Mandrake 8.2 w/DSL

[Guest sonar732]

Hello,

 

A friend of mine gave me his Mandrake 8.2 and I was wondering what would be the best way to set it up as a firewall for 3 Windows machines thru verizon's dsl service. They provide an external modem if you are wondering.

 

modem->

Mandrake 8.2 firewall->

Belkin 4-port switch->WXP applications box-WXP Gaming box->W98SE Dos gaming box

 

Most of the post currently here are for up to date versions of Mandrake and that's why I posted this.

 

Thanks!

Edited August 27, 2004 by sonar732

[Crashdamage]

As it is probably the most stable version of Mandrake (or almost any other distro) ever, 8.2 should work very well for firewalling. The posts you've seen for later versions basically apply the same to 8.2, but 8.2 has the big advantage of including the most excellent Bastille firewall/security appliction. For some reason Bastille was not included with Mandrake after 8.2, although it is still under active developement. 8.2 came with Bastille 1.2, which is fine, but 2.0 (2.1?) is the current release. It can be installed on later versions of MDK with a minor hack. For a firewall though, 8.2 and Bastille 1.2 is just fine.

 

In a nutshell...

 

1. Install 2 nic cards in the 8.2 box. Make the one connected to the 'Net eth0, the other eth1.

 

2. Install the Bastille package from the 8.2 CDs.

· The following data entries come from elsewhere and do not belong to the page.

use clap::{Args, Subcommand, ValueHint};
use std::path::PathBuf;

use crate::clipper::pipeline::FailurePolicy;
use crate::clipper::render::RenderLayout;

#[derive(Subcommand, Debug, Clone)]
pub enum ClipperCommands {
    /// Cut a video into vertical clips with burned-in, color-cycling subtitles
    Run(RunArgs),
    /// Write each clip's .ass subtitle file without rendering video
    Subtitles(SubtitlesArgs),
    /// Show the clip schedule for a duration or a media file
    Plan(PlanArgs),
    /// Inspect the configuration file
    #[command(subcommand)]
    Config(ConfigCommands),
}

#[derive(Subcommand, Debug, Clone)]
pub enum ConfigCommands {
    /// Print the config file location
    Path,
    /// Print the effective configuration as TOML
    Show,
}

/// Options shared by every command that lays out a schedule.
#[derive(Args, Debug, Clone, Default)]
pub struct ScheduleArgs {
    /// Clip length in seconds
    #[arg(short = 'l', long, value_name = "SECONDS")]
    pub chunk_length: Option<f64>,

    /// Drop the final clip when it is shorter than the clip length
    #[arg(long)]
    pub stop_if_last_short: bool,

    /// Spread this many clips evenly over the video instead of tiling it
    #[arg(long, value_name = "CLIPS")]
    pub sample: Option<usize>,

    /// Seconds to skip before the first sampled clip
    #[arg(long, value_name = "SECONDS", default_value_t = 0.0, requires = "sample")]
    pub offset: f64,
}

/// Options shared by commands that need the transcript.
#[derive(Args, Debug, Clone)]
pub struct SourceArgs {
    /// Video file, or a directory to pick the first video from
    #[arg(value_hint = ValueHint::AnyPath)]
    pub input: Option<PathBuf>,

    /// Output directory (defaults to <input dir>/clips)
    #[arg(short = 'o', long = "out-dir", value_hint = ValueHint::DirPath)]
    pub out_dir: Option<PathBuf>,

    /// Use an existing WhisperX JSON transcript instead of transcribing
    #[arg(short = 't', long, value_hint = ValueHint::FilePath)]
    pub transcript: Option<PathBuf>,

    /// Re-generate the transcript even if cached
    #[arg(long)]
    pub force_transcribe: bool,

    /// Optional Whisper model override
    #[arg(long)]
    pub model: Option<String>,

    /// Spoken language code override
    #[arg(long)]
    pub language: Option<String>,

    #[command(flatten)]
    pub schedule: ScheduleArgs,
}

#[derive(Args, Debug, Clone)]
pub struct RunArgs {
    #[command(flatten)]
    pub source: SourceArgs,

    /// Vertical layout
    #[arg(long, value_enum)]
    pub layout: Option<RenderLayout>,

    /// Keep each clip's .ass file next to the video
    #[arg(long)]
    pub keep_subtitles: bool,

    /// What to do when a clip fails to render
    #[arg(long, value_enum)]
    pub on_failure: Option<FailurePolicy>,

    /// Show raw ffmpeg output instead of progress bars
    #[arg(long)]
    pub verbose: bool,
}

#[derive(Args, Debug, Clone)]
pub struct SubtitlesArgs {
    #[command(flatten)]
    pub source: SourceArgs,
}

#[derive(Args, Debug, Clone)]
pub struct PlanArgs {
    /// Total media duration in seconds
    #[arg(long, value_name = "SECONDS", conflicts_with = "input")]
    pub duration: Option<f64>,

    /// Probe this media file for its duration
    #[arg(short = 'i', long, value_hint = ValueHint::FilePath)]
    pub input: Option<PathBuf>,

    #[command(flatten)]
    pub schedule: ScheduleArgs,
}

As root, run "Interactive Bastille" from a terminal (without the quotes, but with the caps). Read the simple directions and answer the questions using #3 below for a guide. Bastille will not only configure iptables, IP masqurading and NAT for firewalling, but also let you easily configure many other Linux system permissions and security features and really lock up things tight. Be careful not to make it TOO tight...

 

3. Configure eth0 normally as required by your ISP. Plug the Belkin switch into eth1. Give the Windoze machines static IPs (such as 192.168.0.1, 192.168.0.2, etc.) A subnet mask of 255.255.255.0 is fine. Aim the Windows boxes at eth1 for their 'Net connection. You now have the tender asses of your M$ boxes well-protected.

 

I would also highly recommend installing and configuring the Portsentry package. With Bastille and Portsentry both running and properly configured you have very effective security without having to sacrifice any useablity.

[Guest sonar732]

I would also highly recommend installing and configuring the Portsentry package.  With Bastille and Portsentry both running and properly configured you have very effective security without having to sacrifice any useablity.

<{POST_SNAPBACK}>

 

How do I configure Portsentry?

[Guest sonar732]

I started to configure the internet connection and found out thru the manager that my Netgear PCI NIC card wasn't recognized. Figures.

[Crashdamage]

Configuration of Portsentry can get a little more complicated than easy-as-pie Bastille. Worth it though, Portsentry is very good. Best thing I can tell you here is, after you install Portsentry go to /usr/share/doc/portsentry-1.1 and do a little reading there, particularly to the /README.install file. No doubt www.google/linux will find more help for you if you need more explanation.

 

As for your Netgear nic card, well, we could get into a long discussion troubleshooting installation. But screw all that - simplify your life and just trash the friggin' thing or stick it in a Winshaft box. For Linux, get a 3Com 3C905B or 3C905C card ($12-15) or a Realtek 8139-based card ($5-10). Most off-brand cards are based on the Realtek 8139 chipset. I bought half a dozen D-Link 8139-based cards for $5 each a while back. 3Com 905 or Realtek 8139-based cards are always properly recognized and configured by almost any Linux (or Windoze) machine. The 3Com cards usually have better thoughput speed so it's the best choice for a LAN where speed is a serious consideration. But the Realtek is plenty fast enough for most oridinary use or any WAN connection (i.e. cable, DSL).